Synchrotron based FTIR macromolecule profiles of 5 diatom species from the AAS_4026 ocean acidification project. Data represent the peak areas for wavenumbers related to key macromolecules. For details on methods see Duncan et al. (2021) New Phytologist.

Experimental design and mesocosm set up

Mesocosm set up and conditions were as described previously (Deppeler et al., 2018; Hancock et al., 2018). Briefly, a near-shore, natural Antarctic microbial community was collected from an ice-free area among broken fast ice approximately 1km offshore from Davis Station, Antarctica (68° 35ʹ S, 77° 58ʹ E) on 19 November 2014. This community was incubated in 6 x 650L polyurethane tanks (mesocosms) across a gradient of fCO2 levels (343, 506, 634, 953, 1140 and 1641 μatm; denoted M1 – M6). These fCO2 levels corresponded to pH values ranging from 8.17 to 7.57.

Temperature was maintained at 0.0 °C ± 0.5 °C and the mesocosms were stirred continuously by a central auger (15 r.p.m.) for gentle mixing and covered with an air-tight lid. Irradiance was initially kept low (0.8 ± 0.2 μmol photons m-2s-1), while cell physiology was left to acclimate to increasing fCO2 levels (over 5 days). When target fCO2 levels were reached in all six mesocosms, light was gradually increased (days 5-8) to 89 ± 16 μmol photons m-2s-1 on a 19 h:5 h light:dark cycle, to mimic current natural conditions.

To generate the gradient in carbonate chemistry, filtered seawater saturated with CO2 was added to five of the mesocosms. Daily measurements were taken to monitor pH and dissolved inorganic carbon (DIC). For details of fCO2 manipulations, analytical procedures and calculations see Deppeler et al., (2018). Samples for physiological and macromolecular measurements in this study were taken on day 18, at the end of the incubation period (Deppeler et al., 2018).

Cell volume

Cell volume was determined for selected taxa from M1 and M6 via light microscopy. Cells were imaged on a calibrated microscope (Nikon Eclipse Ci-L, Japan) and length, width and height (24-77 cells per taxa) determined using ImageJ software (Schneider et al., 2012). Biovolume was then calculated according to the cell morphology and corresponding equations described by Hillebrand et al (1999).

Macromolecular content by FTIR

The macromolecular composition of the selected diatom taxa sampled from all six mesocosms on day 18 was determined using Synchrotron based FTIR microspectroscopy on formalin-fixed (2% v/v final concentration) cells.

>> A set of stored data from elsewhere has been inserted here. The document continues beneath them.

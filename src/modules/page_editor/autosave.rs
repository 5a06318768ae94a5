use std::sync::Arc;
use std::time::Duration;

use async_trait::async_trait;
use tokio::sync::{mpsc, Mutex};
use tokio::task::JoinHandle;
use tokio::time::MissedTickBehavior;

use super::document::{EditorDocument, PageDraft};
use crate::modules::cms_client::ClientError;
use crate::shared::constants::AUTOSAVE_INTERVAL_SECS;

/// Destination for editor saves. Creates the page when the draft has no id,
/// updates it otherwise, and returns the stored page id.
#[async_trait]
pub trait PageSink: Send + Sync {
    async fn save_page(&self, draft: &PageDraft) -> Result<i64, ClientError>;
}

/// Periodically persists a shared [`EditorDocument`] while it has unsaved
/// edits, and serves explicit saves.
pub struct AutoSaver<S> {
    document: Arc<Mutex<EditorDocument>>,
    sink: Arc<S>,
    interval: Duration,
    // One save at a time, so a new page is never created twice
    in_flight: Mutex<()>,
}

impl<S: PageSink + 'static> AutoSaver<S> {
    pub fn new(document: Arc<Mutex<EditorDocument>>, sink: Arc<S>) -> Self {
        Self {
            document,
            sink,
            interval: Duration::from_secs(AUTOSAVE_INTERVAL_SECS),
            in_flight: Mutex::new(()),
        }
    }

    pub fn with_interval(mut self, interval: Duration) -> Self {
        self.interval = interval;
        self
    }

    pub fn document(&self) -> &Arc<Mutex<EditorDocument>> {
        &self.document
    }

    /// Save regardless of the dirty flag
    pub async fn save_now(&self) -> Result<i64, ClientError> {
        let _guard = self.in_flight.lock().await;
        self.save_locked().await
    }

    /// Save only when there are unsaved edits; `None` when clean
    pub async fn save_if_dirty(&self) -> Result<Option<i64>, ClientError> {
        let _guard = self.in_flight.lock().await;
        if !self.document.lock().await.is_dirty() {
            return Ok(None);
        }
        self.save_locked().await.map(Some)
    }

    async fn save_locked(&self) -> Result<i64, ClientError> {
        // Snapshot under the lock, save without it so editing continues
        let (draft, revision) = {
            let doc = self.document.lock().await;
            (doc.to_draft(), doc.revision())
        };

        let page_id = self.sink.save_page(&draft).await?;

        self.document.lock().await.mark_saved(revision, page_id);
        Ok(page_id)
    }

    /// Start the background loop. Stops on [`AutoSaveHandle::stop`] or when
    /// the session expires (401).
    pub fn spawn(self: Arc<Self>) -> AutoSaveHandle {
        let (shutdown_tx, mut shutdown_rx) = mpsc::channel::<()>(1);

        let task = tokio::spawn(async move {
            let mut ticker = tokio::time::interval(self.interval);
            ticker.set_missed_tick_behavior(MissedTickBehavior::Delay);
            // First tick completes immediately
            ticker.tick().await;

            loop {
                tokio::select! {
                    _ = ticker.tick() => {
                        match self.save_if_dirty().await {
                            Ok(Some(page_id)) => tracing::debug!("Auto-saved page {}", page_id),
                            Ok(None) => {}
                            Err(e) if e.is_unauthorized() => {
                                tracing::warn!("Auto-save stopped: session expired");
                                break;
                            }
                            Err(e) => tracing::warn!("Auto-save failed: {}", e),
                        }
                    }
                    _ = shutdown_rx.recv() => {
                        tracing::debug!("Auto-save task received shutdown signal");
                        break;
                    }
                }
            }
        });

        AutoSaveHandle {
            shutdown_tx,
            task,
        }
    }
}

pub struct AutoSaveHandle {
    shutdown_tx: mpsc::Sender<()>,
    task: JoinHandle<()>,
}

impl AutoSaveHandle {
    pub fn is_running(&self) -> bool {
        !self.task.is_finished()
    }

    pub async fn stop(self) {
        if let Err(e) = self.shutdown_tx.send(()).await {
            tracing::debug!("Auto-save task already stopped: {}", e);
        }
        if let Err(e) = self.task.await {
            tracing::warn!("Auto-save task ended abnormally: {}", e);
        }
    }
}

#[cfg(test)]
mod tests {
    use super::*;
    use crate::features::pages::models::Block;
    use std::sync::atomic::{AtomicBool, Ordering};

    #[derive(Default)]
    struct RecordingSink {
        saves: std::sync::Mutex<Vec<PageDraft>>,
        reject_session: AtomicBool,
    }

    impl RecordingSink {
        fn count(&self) -> usize {
            self.saves.lock().unwrap().len()
        }
    }

    #[async_trait]
    impl PageSink for RecordingSink {
        async fn save_page(&self, draft: &PageDraft) -> Result<i64, ClientError> {
            if self.reject_session.load(Ordering::SeqCst) {
                return Err(ClientError::Unauthorized {
                    login_path: "/api/login".into(),
                });
            }
            self.saves.lock().unwrap().push(draft.clone());
            Ok(draft.id.unwrap_or(42))
        }
    }

    fn saver(sink: Arc<RecordingSink>) -> Arc<AutoSaver<RecordingSink>> {
        let document = Arc::new(Mutex::new(EditorDocument::new("About Us", "about-us")));
        Arc::new(AutoSaver::new(document, sink).with_interval(Duration::from_millis(20)))
    }

    #[tokio::test]
    async fn explicit_save_creates_then_updates() {
        let sink = Arc::new(RecordingSink::default());
        let saver = saver(sink.clone());

        assert_eq!(saver.save_now().await.unwrap(), 42);
        assert!(!saver.document().lock().await.is_dirty());

        saver.save_now().await.unwrap();
        let saves = sink.saves.lock().unwrap();
        assert_eq!(saves[0].id, None);
        assert_eq!(saves[1].id, Some(42));
    }

    #[tokio::test]
    async fn clean_document_is_not_saved() {
        let sink = Arc::new(RecordingSink::default());
        let saver = saver(sink.clone());

        saver.save_now().await.unwrap();
        assert_eq!(saver.save_if_dirty().await.unwrap(), None);
        assert_eq!(sink.count(), 1);
    }

    #[tokio::test]
    async fn background_loop_saves_dirty_documents_once() {
        let sink = Arc::new(RecordingSink::default());
        let saver = saver(sink.clone());
        let handle = saver.clone().spawn();

        tokio::time::sleep(Duration::from_millis(150)).await;
        assert_eq!(sink.count(), 1);

        saver
            .document()
            .lock()
            .await
            .add_element(Block::Divider, None, None)
            .unwrap();
        tokio::time::sleep(Duration::from_millis(150)).await;
        assert_eq!(sink.count(), 2);
        assert_eq!(sink.saves.lock().unwrap()[1].content.len(), 1);

        handle.stop().await;
    }

    #[tokio::test]
    async fn background_loop_stops_when_session_expires() {
        let sink = Arc::new(RecordingSink::default());
        sink.reject_session.store(true, Ordering::SeqCst);
        let saver = saver(sink.clone());
        let handle = saver.clone().spawn();

        tokio::time::sleep(Duration::from_millis(150)).await;

        assert!(!handle.is_running());
        assert!(saver.document().lock().await.is_dirty());
        handle.stop().await;
    }
}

Measurements were made on hydrated cells and processed according to previous studies (Sackett et al. 2103; 2014; Sheehan et al. 2020). Briefly, fixed cells were loaded directly onto a micro-compression cell with a 0.3 mm thick CaF2 window. Spectral data of individual cells (between 15-49 cells per taxon per mesocosm) were collected in transmission mode, using the Infrared Microspectroscopy Beamline at the Australian Synchrotron, Melbourne, in November 2015. Spectra were acquired over the measurement range 4000− 800 cm−1 with a Vertex 80v FTIR spectrometer (Bruker Optics) in conjunction with an IR microscope (Hyperion 2000, Bruker) fitted with a mercury cadmium telluride detector cooled with liquid nitrogen. Co-added interferograms (n = 64) were collected at a wavenumber resolution of 6 cm−1s. To allow for measurements of individual cells, all measurements were made in transmission mode, using a measuring area aperture size of 5 × 5 µm. Spectral acquisition and instrument control were achieved using Opus 6.5 software (Bruker).

Normalised spectra of biologically relevant regions revealed absorbance bands representative of key macromolecules were selected. Specifically, the amide II (~1540 cm-1), Free Amino Acid (~1452 cm-1), Carboxylates (~1375 cm-1), Ester carbonyl from lipids (~1745 cm-1) and Saturated Fatty Acids (~2920 cm-1) bands were selected.

Infra-red spectral data were analysed using custom made scripts in R (R Development Core Team 2018). The regions of 3050-2800, 1770-1100 cm-1, which contain the major biological were selected for analysis. Spectral data were smoothed (4 pts either side) and second derivative (3rd order polynomial) transformed using the Savitzky-Golay algorithm from the prospectr package in R (Stevens and Ramirez-Lopez, 2014) and then normalised using the method of Single Normal Variate (SNV). Macromolecular content for individual taxon was estimated based on integrating the area under each assigned peak, providing metabolite content according to the Beer-Lambert Law, which assumes a direct relationship between absorbance and relative analyte concentration (Wagner et al., 2010). Integrated peak areas provide relative changes in macromolecular content between samples. Because of the differences in absorption properties of macromolecules, peak areas can only be used as relative measure within compounds.